With exactly one week before the MLB Trade Deadline, Roy Halladay — the biggest prize available — remains a Blue Jay, and general manager J.P. Ricciardi indicated Tuesday the club is unlikely to deal the ace.
Naturally, that statement can be chalked up as GM jockeying, and Ricciardi is one of the best in the business when it comes to that. When he first made it known that he would be open to hearing Halladay offers back on July 7, two of the first phone calls he received were from Theo Epstein of the Red Sox and Brian Cashman of the Yankees.

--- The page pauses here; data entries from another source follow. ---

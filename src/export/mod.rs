//! Combined-document export.
//!
//! Renders every note's current revision into one markdown document with a
//! linked table of contents, ordered by note id.

use anyhow::Result;
use minijinja::{context, Environment};
use serde::Serialize;

use crate::infra::{first_line, PREVIEW_FETCH_LEN};
use crate::store::Repository;

/// Template for the single combined markdown document.
const COMBINED_TEMPLATE: &str = r##"# My Notes

**Table of Contents**

{% for note in notes %}- <a href="#note-{{ note.id }}">[{{ note.id }}] {{ note.header }}</a>
{% endfor %}
{% for note in notes %}
### <a name="note-{{ note.id }}">[{{ note.id }}] {{ note.header }}</a>

{{ note.body }}
{% endfor %}"##;

#[derive(Debug, Serialize)]
struct Section {
    id: i64,
    header: String,
    body: String,
}

/// Renders all current revisions as one markdown document.
pub fn export_markdown(repo: &Repository) -> Result<String> {
    let mut revs = repo.list_current_revisions()?;
    revs.sort_by_key(|r| r.note_id);

    let mut notes = Vec::with_capacity(revs.len());
    for rev in &revs {
        let head = repo.blob_head(&rev.sha256, PREVIEW_FETCH_LEN)?;
        let body = repo.blob_body(&rev.sha256)?;
        notes.push(Section {
            id: rev.note_id.as_i64(),
            header: first_line(&head),
            body: String::from_utf8_lossy(&body).into_owned(),
        });
    }

    let mut env = Environment::new();
    env.add_template("combined", COMBINED_TEMPLATE)?;
    let tmpl = env.get_template("combined")?;

    Ok(tmpl.render(context! { notes => notes })?)
}

#[cfg(test)]
mod tests {
    use super::*;

    fn repo_with_notes() -> Repository {
        let mut repo = Repository::open_in_memory().unwrap();
        repo.create_note(b"groceries\nmilk and eggs").unwrap();
        repo.create_note(b"reading list\nbooks to find").unwrap();
        repo
    }

    #[test]
    fn export_contains_toc_and_sections() {
        let doc = export_markdown(&repo_with_notes()).unwrap();

        assert!(doc.starts_with("# My Notes"));
        assert!(doc.contains(r##"<a href="#note-1">[1] groceries</a>"##));
        assert!(doc.contains(r##"<a href="#note-2">[2] reading list</a>"##));
        assert!(doc.contains(r#"<a name="note-1">[1] groceries</a>"#));
        assert!(doc.contains("milk and eggs"));
        assert!(doc.contains("books to find"));
    }

    #[test]
    fn export_orders_sections_by_note_id() {
        let mut repo = repo_with_notes();
        // Touch note 1 so it is the most recently modified; id order must
        // still win in the export.
        let rev = repo.current_revision(crate::domain::NoteId::new(1)).unwrap();
        repo.append_revision(rev.note_id, b"groceries\nmilk, eggs, bread")
            .unwrap();

        let doc = export_markdown(&repo).unwrap();
        let first = doc.find(r#"<a name="note-1">"#).unwrap();
        let second = doc.find(r#"<a name="note-2">"#).unwrap();
        assert!(first < second);
        assert!(doc.contains("milk, eggs, bread"));
    }

    #[test]
    fn export_of_empty_store_is_just_the_shell() {
        let repo = Repository::open_in_memory().unwrap();
        let doc = export_markdown(&repo).unwrap();
        assert!(doc.starts_with("# My Notes"));
        assert!(!doc.contains("<a name="));
    }
}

The one thing Toronto would like to avoid is dealing Doc to an AL East foe, because 1) it would further alter the balance of power in baseball’s most competitive division, and 2) Halladay is the one guy available who would be an absolute game-changer in the never-ending Sox-Yanks arms race.

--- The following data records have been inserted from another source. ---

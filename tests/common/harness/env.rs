//! Isolated test environment with a temporary nest file.

#![allow(dead_code)]

use std::path::{Path, PathBuf};
use tempfile::TempDir;

use super::NstCommand;

/// A temporary directory holding one nest file, cleaned up on drop.
pub struct TestEnv {
    temp: TempDir,
    nest: PathBuf,
}

impl TestEnv {
    /// Creates a fresh environment and initializes its nest file.
    pub fn new() -> Self {
        let temp = TempDir::new().expect("failed to create temp dir");
        let nest = temp.path().join("test.nest");

        let env = Self { temp, nest };
        env.cmd().args(["init"]).assert().success();
        env
    }

    /// Creates an environment without initializing the nest file.
    pub fn uninitialized() -> Self {
        let temp = TempDir::new().expect("failed to create temp dir");
        let nest = temp.path().join("test.nest");
        Self { temp, nest }
    }

    /// Path to the nest file.
    pub fn nest_path(&self) -> &Path {
        &self.nest
    }

    /// Path to the temp directory, for scratch output files.
    pub fn dir(&self) -> &Path {
        self.temp.path()
    }

    /// Returns a command builder pointed at this environment's nest file.
    pub fn cmd(&self) -> NstCommand {
        NstCommand::new().nest(&self.nest)
    }

    /// Creates a note with the given content and returns its blob hash.
    pub fn add_note(&self, content: &str) -> String {
        let out = self.cmd().args(["new", "-m", content]).output_success();
        out.trim().to_string()
    }
}

impl Default for TestEnv {
    fn default() -> Self {
        Self::new()
    }
}
//! Fluent wrapper around assert_cmd::Command.

#![allow(dead_code)]

use assert_cmd::Command;
use serde::de::DeserializeOwned;
use std::path::Path;

/// Builder-style wrapper around `assert_cmd::Command` for the `nst` binary.
pub struct NstCommand {
    args: Vec<String>,
}

impl NstCommand {
    pub fn new() -> Self {
        Self { args: Vec::new() }
    }

    /// Sets the `--nest` option to point at a specific nest file.
    pub fn nest(mut self, path: &Path) -> Self {
        self.args.push("--nest".to_string());
        self.args.push(path.to_string_lossy().to_string());
        self
    }

    /// Adds arguments to the command.
    pub fn args<I, S>(mut self, args: I) -> Self
    where
        I: IntoIterator<Item = S>,
        S: AsRef<str>,
    {
        self.args
            .extend(args.into_iter().map(|s| s.as_ref().to_string()));
        self
    }

    /// Runs the command and returns an Assert for making assertions.
    pub fn assert(self) -> assert_cmd::assert::Assert {
        let mut cmd = Command::cargo_bin("nst").expect("failed to find nst binary");
        cmd.args(&self.args);
        cmd.assert()
    }

    /// Runs the command, expects success, and returns stdout as a string.
    pub fn output_success(self) -> String {
        let output = self.assert().success().get_output().stdout.clone();
        String::from_utf8(output).expect("output was not valid UTF-8")
    }

    /// Runs the command, expects success, and parses stdout as JSON.
    pub fn output_json<T: DeserializeOwned>(self) -> T {
        let output = self.output_success();
        serde_json::from_str(&output).expect("failed to parse output as JSON")
    }

    /// Adds `--format json` to the command.
    pub fn format_json(self) -> Self {
        self.args(["--format", "json"])
    }
}

impl Default for NstCommand {
    fn default() -> Self {
        Self::new()
    }
}
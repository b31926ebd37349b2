use crate::error::Result;
use crate::shortcode::ShortCode;
use async_trait::async_trait;
use serde::{Deserialize, Serialize};

/// A stored URL record in the repository.
#[derive(Debug, Clone, PartialEq, Eq, Serialize, Deserialize)]
pub struct UrlRecord {
    /// Opaque identifier assigned when the record was persisted.
    pub id: String,
    /// The short code the record is keyed by.
    pub short_code: ShortCode,
    /// The original URL that was shortened.
    pub original_url: String,
    /// The owner on whose behalf the code was created.
    pub owner_id: Option<String>,
    /// Soft-delete flag. Once set it is never cleared.
    pub deleted: bool,
}

impl UrlRecord {
    /// Returns `true` if the record belongs to `owner_id`.
    pub fn is_owned_by(&self, owner_id: &str) -> bool {
        self.owner_id.as_deref() == Some(owner_id)
    }
}

/// Outcome of allocating a short code for a URL.
#[derive(Debug, Clone, PartialEq, Eq)]
pub enum Insertion {
    /// The URL was new and got a freshly generated code.
    Created(ShortCode),
    /// The URL was already shortened; carries the code that won.
    Existing(ShortCode),
}

impl Insertion {
    /// The code the URL maps to, regardless of which branch was taken.
    pub fn code(&self) -> &ShortCode {
        match self {
            Insertion::Created(code) | Insertion::Existing(code) => code,
        }
    }
}

/// Result of resolving a short code.
#[derive(Debug, Clone, PartialEq, Eq)]
pub enum Lookup {
    /// The code maps to this URL.
    Found(String),
    /// The code was never allocated.
    NotFound,
    /// The code existed but its owner soft-deleted it.
    Deleted,
}

impl Lookup {
    /// Returns the URL if the lookup found a live record.
    pub fn into_url(self) -> Option<String> {
        match self {
            Lookup::Found(url) => Some(url),
            Lookup::NotFound | Lookup::Deleted => None,
        }
    }
}

/// The capability set shared by every storage backend.
#[async_trait]
pub trait Repository: Send + Sync + 'static {
    /// Allocates a short code for `original_url`.
    ///
    /// If the URL was shortened before (by any owner, deleted or not) the
    /// existing code is returned as [`Insertion::Existing`].
    async fn create(&self, owner_id: &str, original_url: &str) -> Result<Insertion>;

    /// Resolves a short code to its original URL.
    async fn get(&self, code: &ShortCode) -> Result<Lookup>;

    /// Returns every non-deleted record owned by `owner_id`, in no particular order.
    async fn list_by_owner(&self, owner_id: &str) -> Result<Vec<UrlRecord>>;

    /// Soft-deletes the given codes that belong to `owner_id`.
    ///
    /// Codes that do not exist, are already deleted or belong to another
    /// owner are skipped. Returns the number of records that were flipped.
    async fn delete_batch(&self, owner_id: &str, codes: &[ShortCode]) -> Result<u64>;

    /// Liveness check of the underlying medium.
    async fn ping(&self) -> Result<()> {
        Ok(())
    }

    /// Flushes state before the process exits.
    async fn close(&self) -> Result<()> {
        Ok(())
    }
}

#[async_trait]
impl<R: Repository + ?Sized> Repository for std::sync::Arc<R> {
    async fn create(&self, owner_id: &str, original_url: &str) -> Result<Insertion> {
        (**self).create(owner_id, original_url).await
    }

    async fn get(&self, code: &ShortCode) -> Result<Lookup> {
        (**self).get(code).await
    }

    async fn list_by_owner(&self, owner_id: &str) -> Result<Vec<UrlRecord>> {
        (**self).list_by_owner(owner_id).await
    }

    async fn delete_batch(&self, owner_id: &str, codes: &[ShortCode]) -> Result<u64> {
        (**self).delete_batch(owner_id, codes).await
    }

    async fn ping(&self) -> Result<()> {
        (**self).ping().await
    }

    async fn close(&self) -> Result<()> {
        (**self).close().await
    }
}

However, any smart GM knows that if he wants to max out the value of a star player whose departure is imminent, the talks must first go through Boston and New York. In this case, Halladay has one year left on his contract, and as opposed to the past, said he does not want to sign a contract extension. Which means Ricciardi essentially has three windows in which to deal him for some significant parts: before the Trade Deadline, in the offseason, before the 2010 Trade Deadline.
The chances of Halladay landing in Beantown or the Big Apple are slim, considering the prices would likely be too steep for either club — probably Clay Buchholz and Daniel Bard from the Sox or Joba Chamberlain and Phil Hughes from the Yanks — to bite on. But a bidding/prospect war is exactly what Ricciardi wants, and any fantasy owners with Halladay should want the same. Why?
Because there’s another team in the Northeast Corridor that has the pieces to acquire Halladay, and as opposed to Boston and New York, really really needs his services. That would be the defending champion Philadelphia Phillies.
Relying on a rotation that includes Cole Hamels (struggling), Jamie Moyer (ancient) and Joe Blanton (serviceable at best), the Phils can’t expect to mount a serious title defense come October without doing something significant to their rotation, particularly given the imploding act that has been Brad Lidge this year. The one bright spot on their staff has been 26-year-old rookie left-hander, J.A. Happ. Happ is big (6-6), throws in the mid 90s and is 7-0 with a 2.68 ERA in 23 games (11 starts) this season.
If the Phillies can get Toronto to accept a package of Happ and a few other top prospects (outfielders Michael Taylor and Dominic Brown have been discussed), Halladay’s fantasy value will go through the roof.
Think about it for a minute. Doc has spent his entire career pitching in the trenches of the AL East, the majority of which he’s done in the era of the unbalanced schedule. Of his 273 career starts, 68 (or 25 percent) have come against the Red Sox and Yankees. He’s hurled 20 complete games from 2007-09, most in the bigs, and possesses a career ERA of 3.46.
Now, project those numbers to a league without the DH and a division with the Marlins and Nationals instead of the Red Sox and Yankees. Yikes.
Everyone saw what CC Sabathia did when he made the move to the NL in the second half of 2008 (11-2, 1.65 ERA, seven complete games in 17 starts). Well, Halladay is better than Sabathia, so fantasy owners can do the math.
While Halladay talks have dominated the airwaves and water coolers for the better part of three weeks, just as I was writing this piece, a deal of comparable proportions actually got done. The Cardinals sent three players to the A’s in exchange for outfielder Matt Holliday.
This is a major move for St. Louis, as the Cardinals look to bolster their lineup for a run at a second World Series in four years. But it’s just as big for fantasy owners with Holliday, who was never right in the American League in the middle of an extremely soft Oakland lineup. But if he was ever settling into a groove, it was just recently, as he’s hit .344 with a .986 OPS this month. Additionally, he came out of the All-Star break swinging a fiery stick, cranking three homers and knocking in 11 runs over the last eight games, easily his most prolific stretch this season.
So not only is a scorching Holliday headed back to the familiarity of the National League, but he’s leaving a lineup where he protected the likes of Kurt Suzuki and Scott Hairston, and slipping into a batting order where he’ll likely hit between Albert Pujols and Ryan Ludwick, the most fearsome slugger in the game and one of the hottest hitters over the last month.
For all intents and purposes, Holliday was a fantasy bust for the first three months of the 2009 season. Those days appear to be over, as he’s shown signs of life lately and is now primed for a monstrous stretch run with a contender.